Excerpted data >>
###
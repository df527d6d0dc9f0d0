// Copyright (c) 2026 Robert L. Snyder, Sierra Vista, AZ
// Licensed under the MIT License. See LICENSE file in the project root for details.

//! Note events to a structured progression.
//!
//! Events are cut into fixed windows, one chord is detected per window and
//! repeated chords are merged into a single longer entry. The key is detected
//! once over every event.

use tracing::{debug, info};

use super::chord_detector::ChordDetector;
use super::events::{windows, NoteEvent};
use super::key_detector::KeyDetector;
use crate::music::{Chord, ChordEntry, ProgressionDoc};

/// Window length in beats when none is configured
pub const DEFAULT_WINDOW: f64 = 1.0;

/// Detector bundle for recognizing progressions from performances
#[derive(Debug, Clone)]
pub struct Recognizer {
    pub chord_detector: ChordDetector,
    pub key_detector: KeyDetector,
    pub window_size: f64,
    /// Notes sounding less than this inside a window are ignored
    pub min_chord_duration: f64,
}

impl Default for Recognizer {
    fn default() -> Self {
        Self {
            chord_detector: ChordDetector::default(),
            key_detector: KeyDetector::default(),
            window_size: DEFAULT_WINDOW,
            min_chord_duration: 0.0,
        }
    }
}

impl Recognizer {
    pub fn recognize(&self, events: &[NoteEvent]) -> ProgressionDoc {
        let key = if events.is_empty() {
            None
        } else {
            let (key, confidence) = self.key_detector.detect_from_events(events);
            debug!(key = %key, confidence, "recognized key");
            Some(key.to_string())
        };

        let mut entries: Vec<(Chord, f64)> = Vec::new();
        for (start, window_events) in windows(events, self.window_size) {
            let end = start + self.window_size;
            let held: Vec<NoteEvent> = window_events
                .into_iter()
                .filter(|e| overlap(e, start, end) >= self.min_chord_duration)
                .collect();
            let Some(chord) = self.chord_detector.detect_from_events(&held) else {
                continue;
            };
            match entries.last_mut() {
                Some((last, duration)) if *last == chord => *duration += self.window_size,
                _ => entries.push((chord, self.window_size)),
            }
        }

        info!(chords = entries.len(), "recognized progression");
        ProgressionDoc {
            key,
            chords: entries
                .into_iter()
                .map(|(chord, duration)| ChordEntry {
                    symbol: chord.symbol(),
                    duration,
                })
                .collect(),
        }
    }
}

/// Recognize with default detectors and the given window length
pub fn recognize(events: &[NoteEvent], window: f64) -> ProgressionDoc {
    Recognizer {
        window_size: window,
        ..Recognizer::default()
    }
    .recognize(events)
}

fn overlap(event: &NoteEvent, start: f64, end: f64) -> f64 {
    (event.end_time.min(end) - event.start_time.max(start)).max(0.0)
}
###
What is being asked >>
If a line in the records contains the string "ChordDetector", copy it out.

Answer for this exercise >>
use super::chord_detector::ChordDetector;
    pub chord_detector: ChordDetector,
            chord_detector: ChordDetector::default(),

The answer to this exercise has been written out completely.